What needs to be done →
The answer must be every line from the entries below that includes "ConsoleConfig".

[Records from a dataset]
#####

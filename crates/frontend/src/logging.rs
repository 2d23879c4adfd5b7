//! Browser console logging

use tracing_subscriber::filter::LevelFilter;
use tracing_subscriber::prelude::*;
use tracing_web::MakeWebConsoleWriter;

#[cfg(debug_assertions)]
const MAX_LEVEL: LevelFilter = LevelFilter::DEBUG;
#[cfg(not(debug_assertions))]
const MAX_LEVEL: LevelFilter = LevelFilter::INFO;

/// Install a fmt subscriber that writes to the browser console.
///
/// Timestamps are omitted since `std::time` is unavailable in the browser.
pub fn init() {
    let fmt_layer = tracing_subscriber::fmt::layer()
        .with_ansi(false)
        .without_time()
        .with_writer(MakeWebConsoleWriter::new())
        .with_filter(MAX_LEVEL);

    if tracing_subscriber::registry().with(fmt_layer).try_init().is_err() {
        tracing::warn!("Tracing subscriber already installed");
    }
}
//! Hexadmin core types and state machines
//!
//! Everything here is platform agnostic: the browser frontend and the
//! native tests drive the same session manager, product repository and
//! console view state through the traits in [`api`] and [`store`].

pub mod api;
pub mod config;
pub mod console;
pub mod controller;
pub mod error;
pub mod products;
pub mod session;
pub mod store;
pub mod task;
pub mod types;

#[cfg(test)]
mod testing;

pub use api::{AuthApi, ProductApi, SignInGrant};
pub use config::ConsoleConfig;
pub use console::{Banner, BannerKind, ConsoleAction, ConsoleState, ConsoleView, CredentialField, Effect};
pub use controller::ConsoleController;
pub use error::{ConsoleError, ConsoleResult, UNKNOWN_ERROR};
pub use products::ProductRepository;
pub use session::SessionManager;
pub use store::{MemoryTokenStore, TokenStore};
pub use task::{TaskAborted, TaskSet};
pub use types::{AuthorizedToken, Credential, Product, SessionState, SessionToken};
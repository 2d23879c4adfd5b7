//! Login form

use super::{Spinner, StatusBanner};
use crate::console::use_console;
use hexadmin_core::{ConsoleAction, CredentialField};
use web_sys::HtmlInputElement;
use yew::prelude::*;

const INPUT_CLASS: &str = "w-full px-3 py-2 border border-gray-300 rounded-md focus:outline-none focus:ring-2 focus:ring-blue-500";

fn edit(field: CredentialField) -> impl Fn(InputEvent) -> ConsoleAction {
    move |e: InputEvent| {
        let input: HtmlInputElement = e.target_unchecked_into();
        ConsoleAction::EditCredential(field, input.value())
    }
}

/// Email and password form. Submitting clears the fields and keeps the
/// button disabled until the server answers.
#[function_component(LoginForm)]
pub fn login_form() -> Html {
    let console = use_console();
    let on_username = console.callback(edit(CredentialField::Username));
    let on_password = console.callback(edit(CredentialField::Password));
    let on_submit = console.callback(|e: SubmitEvent| {
        e.prevent_default();
        ConsoleAction::SubmitLogin
    });
    let submitting = console.submitting;

    html! {
        <div class="min-h-screen flex items-center justify-center bg-gray-50">
            <form class="w-full max-w-sm bg-white rounded-lg shadow-sm p-8 space-y-4" onsubmit={on_submit}>
                <h1 class="text-2xl font-semibold text-gray-900 text-center">{"Please sign in"}</h1>

                if let Some(banner) = &console.banner {
                    <StatusBanner banner={banner.clone()} />
                }

                <div>
                    <label for="username" class="block text-sm font-medium text-gray-700 mb-1">
                        {"Email address"}
                    </label>
                    <input
                        id="username"
                        name="username"
                        type="email"
                        class={INPUT_CLASS}
                        placeholder="name@example.com"
                        autocomplete="username"
                        required=true
                        value={console.credential.username.clone()}
                        oninput={on_username}
                    />
                </div>

                <div>
                    <label for="password" class="block text-sm font-medium text-gray-700 mb-1">
                        {"Password"}
                    </label>
                    <input
                        id="password"
                        name="password"
                        type="password"
                        class={INPUT_CLASS}
                        placeholder="Password"
                        autocomplete="current-password"
                        required=true
                        value={console.credential.password.clone()}
                        oninput={on_password}
                    />
                </div>

                <button
                    type="submit"
                    class="w-full py-2 px-4 rounded-md bg-blue-600 text-white font-medium hover:bg-blue-700 disabled:opacity-50 disabled:cursor-not-allowed"
                    disabled={submitting}
                >
                    if submitting {
                        <Spinner inline=true />
                        {"Signing in..."}
                    } else {
                        {"Sign in"}
                    }
                </button>
            </form>
        </div>
    }
}
use hexadmin_frontend::ConsoleApp;

fn main() {
    hexadmin_frontend::logging::init();
    yew::Renderer::<ConsoleApp>::new().render();
}
//! Console context and provider

use super::runtime::ConsoleRuntime;
use crate::components::StartupError;
use hexadmin_core::{ConsoleAction, ConsoleConfig, ConsoleState};
use std::ops::Deref;
use std::rc::Rc;
use yew::prelude::*;

/// What components see: the current state plus a way to dispatch actions
#[derive(Clone)]
pub struct ConsoleHandle {
    runtime: Rc<ConsoleRuntime>,
    state: Rc<ConsoleState>,
}

impl ConsoleHandle {
    pub fn dispatch(&self, action: ConsoleAction) {
        self.runtime.dispatch(action);
    }

    /// Callback that maps an event to an action and dispatches it
    pub fn callback<IN, F>(&self, map: F) -> Callback<IN>
    where
        F: Fn(IN) -> ConsoleAction + 'static,
    {
        let runtime = Rc::clone(&self.runtime);
        Callback::from(move |input| runtime.dispatch(map(input)))
    }
}

impl Deref for ConsoleHandle {
    type Target = ConsoleState;

    fn deref(&self) -> &Self::Target {
        &self.state
    }
}

impl PartialEq for ConsoleHandle {
    fn eq(&self, other: &Self) -> bool {
        Rc::ptr_eq(&self.runtime, &other.runtime) && Rc::ptr_eq(&self.state, &other.state)
    }
}

#[derive(Properties, PartialEq)]
pub struct ConsoleProviderProps {
    pub config: ConsoleConfig,
    pub children: Children,
}

/// Boots a [`ConsoleRuntime`] for `config` and shares it with its children.
///
/// The runtime is shut down when the provider unmounts or the config changes.
#[function_component(ConsoleProvider)]
pub fn console_provider(props: &ConsoleProviderProps) -> Html {
    let force_update = use_force_update();
    let runtime = use_memo(props.config.clone(), move |config| {
        let notify = Callback::from(move |()| force_update.force_update());
        ConsoleRuntime::boot(config, notify)
    });

    {
        let runtime = Rc::clone(&runtime);
        use_effect_with(props.config.clone(), move |_| {
            let active = match runtime.as_ref() {
                Ok(runtime) => Some(Rc::clone(runtime)),
                Err(_) => None,
            };
            if let Some(runtime) = &active {
                runtime.resume();
            }
            move || {
                if let Some(runtime) = active {
                    runtime.shutdown();
                }
            }
        });
    }

    match runtime.as_ref() {
        Ok(runtime) => {
            let handle = ConsoleHandle {
                runtime: Rc::clone(runtime),
                state: runtime.state(),
            };
            html! {
                <ContextProvider<ConsoleHandle> context={handle}>
                    {props.children.clone()}
                </ContextProvider<ConsoleHandle>>
            }
        }
        Err(err) => {
            tracing::warn!(error = %err, "Console failed to start");
            html! { <StartupError message={err.to_string()} /> }
        }
    }
}

/// Hook to use the console context
#[hook]
pub fn use_console() -> ConsoleHandle {
    use_context::<ConsoleHandle>()
        .expect("ConsoleHandle not found. Make sure to wrap your component with ConsoleProvider")
}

#####

Your response →
pub use config::ConsoleConfig;
use hexadmin_core::{ConsoleAction, ConsoleConfig, ConsoleState};
    pub config: ConsoleConfig,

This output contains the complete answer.